## Assignment
Begin with the first line of the entries below and reproduce each line exactly, ending with the line that holds "pub enum StorageError".

(Stored items from a collection)
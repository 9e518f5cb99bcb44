use std::time::Duration;

use async_trait::async_trait;
use thiserror::Error;

use crate::changelog::{ChangeCursor, ChangePage, ShardKey, TimeWindow};
use crate::record::{Document, Record};
use crate::resilience::retry::Retryable;

#[derive(Error, Debug, Clone)]
pub enum StorageError {
    /// Connection refused, node down, overloaded coordinator... worth retrying.
    #[error("store unavailable: {0}")]
    Transient(String),
    #[error("store call timed out after {0:?}")]
    Timeout(Duration),
    #[error("storage backend error: {0}")]
    Backend(String),
    #[error("invalid scan cursor: {0}")]
    InvalidCursor(String),
}

impl Retryable for StorageError {
    fn is_retryable(&self) -> bool {
        matches!(self, Self::Transient(_) | Self::Timeout(_))
    }
}

/// One slice of a partition-parallel full scan: slice `index` of `count`.
#[derive(Debug, Clone, Copy, PartialEq, Eq, Hash)]
pub struct ScanSlice {
    pub index: u32,
    pub count: u32,
}

impl ScanSlice {
    /// The whole dataset as a single slice.
    pub const WHOLE: ScanSlice = ScanSlice { index: 0, count: 1 };

    #[must_use]
    pub fn new(index: u32, count: u32) -> Self {
        let count = count.max(1);
        Self { index: index % count, count }
    }
}

/// Opaque store-specific resume position for a full scan.
#[derive(Debug, Clone, PartialEq, Eq, Hash)]
pub struct ScanCursor(pub String);

impl ScanCursor {
    pub fn new(raw: impl Into<String>) -> Self {
        Self(raw.into())
    }

    #[must_use]
    pub fn as_str(&self) -> &str {
        &self.0
    }
}

#[derive(Debug, Clone, Default)]
pub struct ScanPage {
    pub documents: Vec<Document>,
    /// `None` once the slice is exhausted
    pub next: Option<ScanCursor>,
}

/// A conditional write against one store. Applied only if `version` is newer
/// than whatever the store currently holds for the identity.
#[derive(Debug, Clone, PartialEq)]
pub enum WriteOp {
    Upsert(Record),
    Delete { id: String, version: i64 },
}

impl WriteOp {
    #[must_use]
    pub fn id(&self) -> &str {
        match self {
            Self::Upsert(record) => &record.id,
            Self::Delete { id, .. } => id,
        }
    }

    #[must_use]
    pub fn version(&self) -> i64 {
        match self {
            Self::Upsert(record) => record.version,
            Self::Delete { version, .. } => *version,
        }
    }

    #[must_use]
    pub fn kind(&self) -> &'static str {
        match self {
            Self::Upsert(_) => "upsert",
            Self::Delete { .. } => "delete",
        }
    }

    /// Rough encoded size, used for byte-based batch thresholds.
    #[must_use]
    pub fn approx_size(&self) -> usize {
        match self {
            Self::Upsert(record) => record.approx_size(),
            Self::Delete { id, .. } => id.len() + 8,
        }
    }
}

/// Per-record result of a conditional write.
#[derive(Debug, Clone, PartialEq, Eq)]
pub enum WriteOutcome {
    Applied,
    /// The store already held an equal or newer version
    RejectedStale,
    /// Lost a concurrent compare-and-set race; a fresh attempt may succeed
    RejectedConflict,
    /// Record-level store error
    Failed(String),
}

impl WriteOutcome {
    #[must_use]
    pub fn label(&self) -> &'static str {
        match self {
            Self::Applied => "applied",
            Self::RejectedStale => "stale",
            Self::RejectedConflict => "conflict",
            Self::Failed(_) => "failed",
        }
    }
}

/// One side of the synchronization: the wide-column store or the document index.
///
/// Implementations never read-modify-write. `write_batch` returns exactly one
/// outcome per op, in order; an `Err` means the whole request failed in transit.
#[async_trait]
pub trait SyncStore: Send + Sync {
    fn name(&self) -> &str;

    /// One page of the primary dataset restricted to `slice`, resuming after `cursor`.
    async fn scan_page(
        &self,
        slice: ScanSlice,
        cursor: Option<&ScanCursor>,
        limit: usize,
    ) -> Result<ScanPage, StorageError>;

    /// Change-log entries of one partition with timestamp in `window`,
    /// ordered by (timestamp, id, version), strictly after `after`.
    async fn read_changes(
        &self,
        key: ShardKey,
        window: TimeWindow,
        after: Option<&ChangeCursor>,
        limit: usize,
    ) -> Result<ChangePage, StorageError>;

    /// Current documents for `ids`. Identities that no longer exist are simply absent.
    async fn fetch(&self, ids: &[String]) -> Result<Vec<Document>, StorageError>;

    async fn write_batch(&self, ops: &[WriteOp]) -> Result<Vec<WriteOutcome>, StorageError>;
}
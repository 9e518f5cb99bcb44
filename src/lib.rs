//! # Sync Bridge
//!
//! Keeps a wide-column store (A) and a document index (B) eventually
//! consistent, in both directions, without coordinating application writers.
//!
//! ## Architecture
//!
//! ```text
//! ┌────────────────────────────┐                 ┌────────────────────────────┐
//! │  Store A (wide-column)     │                 │  Store B (document index)  │
//! │  • records table           │                 │  • records index           │
//! │  • sharded change-log      │                 │  • sharded change-log      │
//! └─────────────┬──────────────┘                 └──────────────┬─────────────┘
//!               │  scan / read_changes                 scan / read_changes  │
//!               ▼                                                           ▼
//! ┌────────────────────────────┐                 ┌────────────────────────────┐
//! │  a_to_b pipelines (× W)    │                 │  b_to_a pipelines (× W)    │
//! │  Scanner → Reconciler      │                 │  Scanner → Reconciler      │
//! │    → BatchWriter ──────────┼──► write B      │    → BatchWriter ──────────┼──► write A
//! └─────────────┬──────────────┘                 └──────────────┬─────────────┘
//!               │             ┌──────────────────────┐          │
//!               └────────────►│  Checkpoint store    │◄─────────┘
//!                             │  (direction, shard)  │
//!                             └──────────────────────┘
//! ```
//!
//! Every write is conditional on the destination holding a strictly older
//! version, so any interleaving of application writes and sync passes
//! converges on the highest version per identity.
//!
//! A pipeline runs a **full** pass (scan everything) when its direction has
//! no usable checkpoints, and **incremental** passes (read the change-log
//! window since the last checkpoint) otherwise.
//!
//! ## Quick Start
//!
//! ```rust,no_run
//! use sync_bridge::{checkpoint, storage, SyncConfig, SyncOrchestrator};
//! use tokio_util::sync::CancellationToken;
//!
//! # async fn run() -> anyhow::Result<()> {
//! let config = SyncConfig::load("sync.yaml")?;
//! storage::check_adapters(&config)?;
//!
//! let a = storage::connect_a(&config).await?;
//! let b = storage::connect_b(&config).await?;
//! let checkpoints = checkpoint::open(&config.checkpoint.url).await?;
//!
//! let orchestrator = SyncOrchestrator::new(config, a, b, checkpoints)?;
//! let summary = orchestrator.sync_once(&CancellationToken::new()).await;
//! std::process::exit(summary.exit_code());
//! # }
//! ```
//!
//! ## Modules
//!
//! - [`coordinator`]: the [`SyncOrchestrator`] and its per-(direction, worker) pipelines
//! - [`changelog`]: change-log partitioning, windows and collapse
//! - [`scanner`]: full-scan and change-log readers over a [`SyncStore`]
//! - [`reconciler`]: turns candidates into conditional write operations
//! - [`writer`]: batched, retried writes into the destination
//! - [`checkpoint`]: per-(direction, shard) progress, in memory or SQL
//! - [`storage`]: store adapters (in-memory, Elasticsearch, Cassandra)
//! - [`resilience`]: retry with backoff and per-call timeouts

pub mod batching;
pub mod changelog;
pub mod checkpoint;
pub mod config;
pub mod coordinator;
pub mod metrics;
pub mod reconciler;
pub mod record;
pub mod resilience;
pub mod scanner;
pub mod storage;
pub mod writer;

pub use batching::hybrid_batcher::{BatchConfig, FlushBatch, FlushReason, HybridBatcher, SizedItem};
pub use changelog::{ChangeLogEntry, ShardKey, TimeWindow};
pub use checkpoint::{CheckpointKey, CheckpointStore, MemoryCheckpointStore, SqlCheckpointStore};
pub use config::{ConfigError, SyncConfig};
pub use coordinator::{
    Direction, PassMode, PassReport, PipelineId, PipelineState, RunSummary, SyncError, SyncOrchestrator,
};
pub use metrics::LatencyTimer;
pub use record::{Document, FieldValue, Record, RecordSchema};
pub use resilience::retry::RetryConfig;
pub use storage::memory::InMemoryStore;
pub use storage::traits::{StorageError, SyncStore, WriteOp, WriteOutcome};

## Response to this exercise
repository 9e518f5cb99bcb44
use std::time::Duration;

use async_trait::async_trait;
use thiserror::Error;

use crate::changelog::{ChangeCursor, ChangePage, ShardKey, TimeWindow};
use crate::record::{Document, Record};
use crate::resilience::retry::Retryable;

#[derive(Error, Debug, Clone)]
pub enum StorageError {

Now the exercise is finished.